Two other highlights of the collection are inspired by Swan Lake. The Cygne Blanc ballerina clip represents Odette, the object of Prince Siegfried’s impossible love, who turns into a swan each day. The clip represents her in a soaring posture, her rose-cut diamond face turned toward the sky. Her tutu is a fan of coral and diamonds, each carefully selected, re-cut and matched to ensure a perfect fit. The Cygne Noir ballerina clip represents Odette’s nemesis, who is rendered in pear-shaped diamonds and baguette-cut black spinels. The spinels, re-cut in situ, make the dancer’s skirt appear to billow around her in graceful folds rather like feathers.

The Corps de Ballet necklace

The Ballet Précieux collection also includes rings, earrings, necklaces and bracelets. The Enveloppé earrings represent whirling tutus during the ethereal dance of the sylphs in Les Sylphides with a mesmerising gradation of yellow and pink sapphires and spessartine garnets. The Corps de Ballet necklace represents ballerinas as seen from above, the design referencing a Van Cleef & Arpels necklace made in 1949. The prima donna in the masterpiece is engraved on a clear and opaque Sri Lankan sapphire.

Even stage sets and props are turned into works of art. The Plume Oiseau de Feu clip displays the incandescent colours of the scenery and the costumes of The Firebird. The feather-shaped brooch has a pear-shaped spessartine garnet of 6.4 carats fringed with rows of rubies, yellow and pink sapphires and more spessartine garnets, as though it had a halo of flame. In the Jardin d’Armide clip, the garden setting of Le Pavillon d’Armide is represented by a 26.22-carat black opal hanging from a diamond and pearl tree overlooking an arched bridge made of turquoise. Three baby butterflies of diamonds and emeralds complete the miniature stage set.

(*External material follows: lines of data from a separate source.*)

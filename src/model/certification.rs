use chrono::NaiveDate;
use serde::{Deserialize, Serialize};

use crate::error::{require, ValidationError};
use crate::model::{blank_as_none, Record};

#[derive(Debug, Clone, PartialEq, Serialize, Deserialize)]
pub struct Certification {
    #[serde(default)]
    pub id: u64,
    pub title: String,
    pub issuer: String,
    pub date: NaiveDate,
    #[serde(default, deserialize_with = "blank_as_none", skip_serializing_if = "Option::is_none")]
    pub image_path: Option<String>,
    #[serde(default, deserialize_with = "blank_as_none", skip_serializing_if = "Option::is_none")]
    pub verification_link: Option<String>,
    #[serde(default, deserialize_with = "blank_as_none", skip_serializing_if = "Option::is_none")]
    pub credential_id: Option<String>,
}

impl Record for Certification {
    const KIND: &'static str = "certification";

    fn id(&self) -> u64 {
        self.id
    }

    fn set_id(&mut self, id: u64) {
        self.id = id;
    }

    fn validate(&self) -> Result<(), ValidationError> {
        require("Title", &self.title)?;
        require("Issuer", &self.issuer)?;
        Ok(())
    }
}
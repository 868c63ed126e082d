use ntex::web;
use spdlog::{error, warn};

use crate::config::Config;
use crate::error::{FolioError, Result};
use crate::model::{Post, Record};
use crate::session::Session;
use crate::view::layout_renderer::{LayoutRenderer, PageInfo};
use crate::view::message_renderer::{Message, MessageRenderer};
use crate::view::read_template;

pub(crate) const LAYOUT_TPL: &str = "layout.tpl";
pub(crate) const MESSAGE_TPL: &str = "message.tpl";
pub(crate) const HOME_TPL: &str = "home.tpl";
pub(crate) const PROJECTS_TPL: &str = "projects.tpl";
pub(crate) const BLOG_LIST_TPL: &str = "blog_list.tpl";
pub(crate) const BLOG_POST_TPL: &str = "blog_post.tpl";
pub(crate) const CERTIFICATIONS_TPL: &str = "certifications.tpl";
pub(crate) const CV_TPL: &str = "cv.tpl";
pub(crate) const CONTACT_TPL: &str = "contact.tpl";
pub(crate) const ADMIN_LOGIN_TPL: &str = "admin_login.tpl";
pub(crate) const ADMIN_DASHBOARD_TPL: &str = "admin_dashboard.tpl";
pub(crate) const ADMIN_BLOGS_TPL: &str = "admin_blogs.tpl";
pub(crate) const ADMIN_BLOG_FORM_TPL: &str = "admin_blog_form.tpl";
pub(crate) const ADMIN_CERTIFICATIONS_TPL: &str = "admin_certifications.tpl";
pub(crate) const ADMIN_CERTIFICATION_FORM_TPL: &str = "admin_certification_form.tpl";
pub(crate) const ADMIN_PROFILE_TPL: &str = "admin_profile.tpl";
pub(crate) const ADMIN_CV_TPL: &str = "admin_cv.tpl";

pub(crate) const LOGIN_PATH: &str = "/admin/login";

/// Renders the body from `tpl_file` with `body`, then wraps it in the layout.
pub(crate) fn render_page<F>(config: &Config, session: &Session, title: &str, section: &str, tpl_file: &str, body: F) -> Result<String>
where
    F: FnOnce(&str) -> Result<String>,
{
    let template_dir = &config.paths.template_dir;
    let body_src = read_template(template_dir, tpl_file)?;
    let body = body(&body_src)?;

    let layout_src = read_template(template_dir, LAYOUT_TPL)?;
    let layout = LayoutRenderer::new(&layout_src)?;
    let page = PageInfo {
        title,
        owner: config.site.owner.as_str(),
        section,
    };
    Ok(layout.render(&page, session, &body))
}

pub(crate) fn html(body: String) -> web::HttpResponse {
    web::HttpResponse::Ok()
        .content_type("text/html; charset=utf-8")
        .body(body)
}

pub(crate) fn see_other(location: &str) -> web::HttpResponse {
    web::HttpResponse::SeeOther()
        .header("Location", location)
        .finish()
}

/// Successful upload, answered with the new asset URL for the upload script.
pub(crate) fn uploaded(url: String) -> web::HttpResponse {
    web::HttpResponse::Ok()
        .content_type("text/plain; charset=utf-8")
        .body(url)
}

pub(crate) fn respond(config: &Config, session: &Session, rendered: Result<String>) -> web::HttpResponse {
    match rendered {
        Ok(body) => html(body),
        Err(err) => error_response(config, session, err),
    }
}

pub(crate) fn error_response(config: &Config, session: &Session, err: FolioError) -> web::HttpResponse {
    match err {
        FolioError::NotFound { kind, id } => {
            warn!("Could not find {} {}", kind, id);
            let message = if kind == Post::KIND {
                Message::post_not_found()
            } else {
                Message::page_not_found()
            };
            not_found_page(config, session, &message)
        }
        FolioError::Validation(_) | FolioError::UnsupportedMedia(_) => {
            warn!("Rejected request: {}", err);
            web::HttpResponse::BadRequest()
                .content_type("text/plain; charset=utf-8")
                .body(err.to_string())
        }
        FolioError::Unauthorized => see_other(LOGIN_PATH),
        err => {
            error!("Error handling request: {}", err);
            web::HttpResponse::InternalServerError()
                .content_type("text/plain; charset=utf-8")
                .body(format!("Internal error: {}", err))
        }
    }
}

pub(crate) fn not_found_page(config: &Config, session: &Session, message: &Message) -> web::HttpResponse {
    let rendered = render_page(config, session, message.heading, "", MESSAGE_TPL, |src| {
        Ok(MessageRenderer::new(src)?.render(message))
    });

    match rendered {
        Ok(body) => web::HttpResponse::NotFound()
            .content_type("text/html; charset=utf-8")
            .body(body),
        Err(e) => {
            error!("Error rendering not found page: {}", e);
            web::HttpResponse::NotFound().body(message.heading.to_string())
        }
    }
}

/// Value of the request's `Content-Type` header.
pub(crate) fn content_type(req: &web::HttpRequest) -> &str {
    req.headers()
        .get("content-type")
        .and_then(|v| v.to_str().ok())
        .unwrap_or("")
}
use serde::Deserialize;

use crate::error::{require, ValidationError};
use crate::model::{Post, Record};
use crate::text_utils::{format_input_date, join_list, parse_input_date, split_list, today};

pub const DEFAULT_READ_TIME: &str = "5 min";

#[derive(Debug, Clone, Default, PartialEq, Deserialize, ramhorns::Content)]
#[serde(default)]
pub struct BlogForm {
    pub title: String,
    pub excerpt: String,
    pub content: String,
    pub date: String,
    pub tags: String,
    pub read_time: String,
    pub author: String,
    pub likes: String,
}

impl BlogForm {
    /// Initial values of the "New Blog Post" form.
    pub fn new_post(author: &str) -> Self {
        BlogForm {
            date: format_input_date(&today()),
            read_time: DEFAULT_READ_TIME.to_string(),
            author: author.to_string(),
            likes: "0".to_string(),
            ..Default::default()
        }
    }

    pub fn from_post(post: &Post) -> Self {
        BlogForm {
            title: post.title.clone(),
            excerpt: post.excerpt.clone(),
            content: post.content.clone(),
            date: format_input_date(&post.date),
            tags: join_list(&post.tags),
            read_time: post.read_time.clone(),
            author: post.author.clone(),
            likes: post.likes.to_string(),
        }
    }

    /// Builds the post to store. `existing` supplies what the form does not edit.
    pub fn to_post(&self, existing: Option<&Post>) -> Result<Post, ValidationError> {
        require("Date", &self.date)?;
        let date = parse_input_date(&self.date)
            .map_err(|_| ValidationError::invalid("Date", "must be formatted as YYYY-MM-DD"))?;

        let tags = split_list(&self.tags);
        if tags.is_empty() {
            return Err(ValidationError::Required("Tags"));
        }

        let likes = match self.likes.trim() {
            "" => 0,
            likes => likes.parse::<u64>()
                .map_err(|_| ValidationError::invalid("Likes", "must be a non-negative number"))?,
        };

        let post = Post {
            id: existing.map(|p| p.id).unwrap_or(0),
            title: self.title.trim().to_string(),
            excerpt: self.excerpt.trim().to_string(),
            content: self.content.clone(),
            tags,
            date,
            read_time: self.read_time.trim().to_string(),
            author: self.author.trim().to_string(),
            likes,
            thumbnail_path: existing.and_then(|p| p.thumbnail_path.clone()),
        };
        post.validate()?;
        Ok(post)
    }
}

#[cfg(test)]
mod tests {
    use chrono::NaiveDate;

    use super::*;

    fn filled() -> BlogForm {
        BlogForm {
            title: " Go Basics ".to_string(),
            excerpt: "Getting started".to_string(),
            content: "## Hello\n- one".to_string(),
            date: "2024-05-02".to_string(),
            tags: "go, backend, ".to_string(),
            read_time: "4 min".to_string(),
            author: "Jane".to_string(),
            likes: "3".to_string(),
        }
    }

    #[test]
    fn test_to_post() {
        let post = filled().to_post(None).unwrap();
        assert_eq!(post.title, "Go Basics");
        assert_eq!(post.tags, ["go", "backend"]);
        assert_eq!(post.date, NaiveDate::from_ymd_opt(2024, 5, 2).unwrap());
        assert_eq!(post.likes, 3);
        assert_eq!(post.content, "## Hello\n- one");
        assert_eq!(post.thumbnail_path, None);
    }

    #[test]
    fn test_edit_keeps_thumbnail() {
        let mut existing = filled().to_post(None).unwrap();
        existing.id = 8;
        existing.thumbnail_path = Some("thumbnails/a.png".to_string());
        let form = BlogForm { title: "Renamed".to_string(), ..filled() };
        let post = form.to_post(Some(&existing)).unwrap();
        assert_eq!(post.id, 8);
        assert_eq!(post.thumbnail_path.as_deref(), Some("thumbnails/a.png"));
        assert_eq!(BlogForm::from_post(&post).tags, "go, backend");
    }

    #[test]
    fn test_validation_messages() {
        let form = BlogForm { likes: "-1".to_string(), ..filled() };
        assert_eq!(form.to_post(None).err().unwrap().to_string(), "Likes must be a non-negative number");

        let form = BlogForm { tags: " , ".to_string(), ..filled() };
        assert_eq!(form.to_post(None), Err(ValidationError::Required("Tags")));

        let form = BlogForm { date: "May 2nd".to_string(), ..filled() };
        assert!(form.to_post(None).is_err());

        let form = BlogForm { excerpt: "".to_string(), ..filled() };
        assert_eq!(form.to_post(None), Err(ValidationError::Required("Excerpt")));

        let form = BlogForm { likes: "".to_string(), ..filled() };
        assert_eq!(form.to_post(None).unwrap().likes, 0);
    }

    #[test]
    fn test_new_post_defaults() {
        let form = BlogForm::new_post("Jane");
        assert_eq!(form.read_time, DEFAULT_READ_TIME);
        assert_eq!(form.likes, "0");
        assert_eq!(form.date, format_input_date(&today()));
    }

    #[test]
    fn test_urlencoded_decoding() {
        let form: BlogForm = serde_urlencoded::from_str("title=Hi&content=%23%23+Hello%0A-+one&tags=a%2C+b").unwrap();
        assert_eq!(form.content, "## Hello\n- one");
        assert_eq!(form.tags, "a, b");
        assert_eq!(form.author, "");
    }
}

The night after Van Cleef & Arpels unveiled its Ballet Précieux collection, the dancers of the International Ballet Gala performed enchantingly, leaping and bounding, sinuous arms outstretched, tutus shining through the darkness in a blur of vivid colours. They danced the Rubies pas de deux and the Diamonds pas de deux from Balanchine’s Jewels, and drew roars of approval with their performance of excerpts from Don Quixote and Onegin. They captivated the audience with part of the modern Spiral Twist, choreographed by Russell Maliphant, and then moved them with parts of Swan Lake and Romeo and Juliet. For two hours, they were the miniature dancers of the Ballet Précieux collection writ large and brought to life.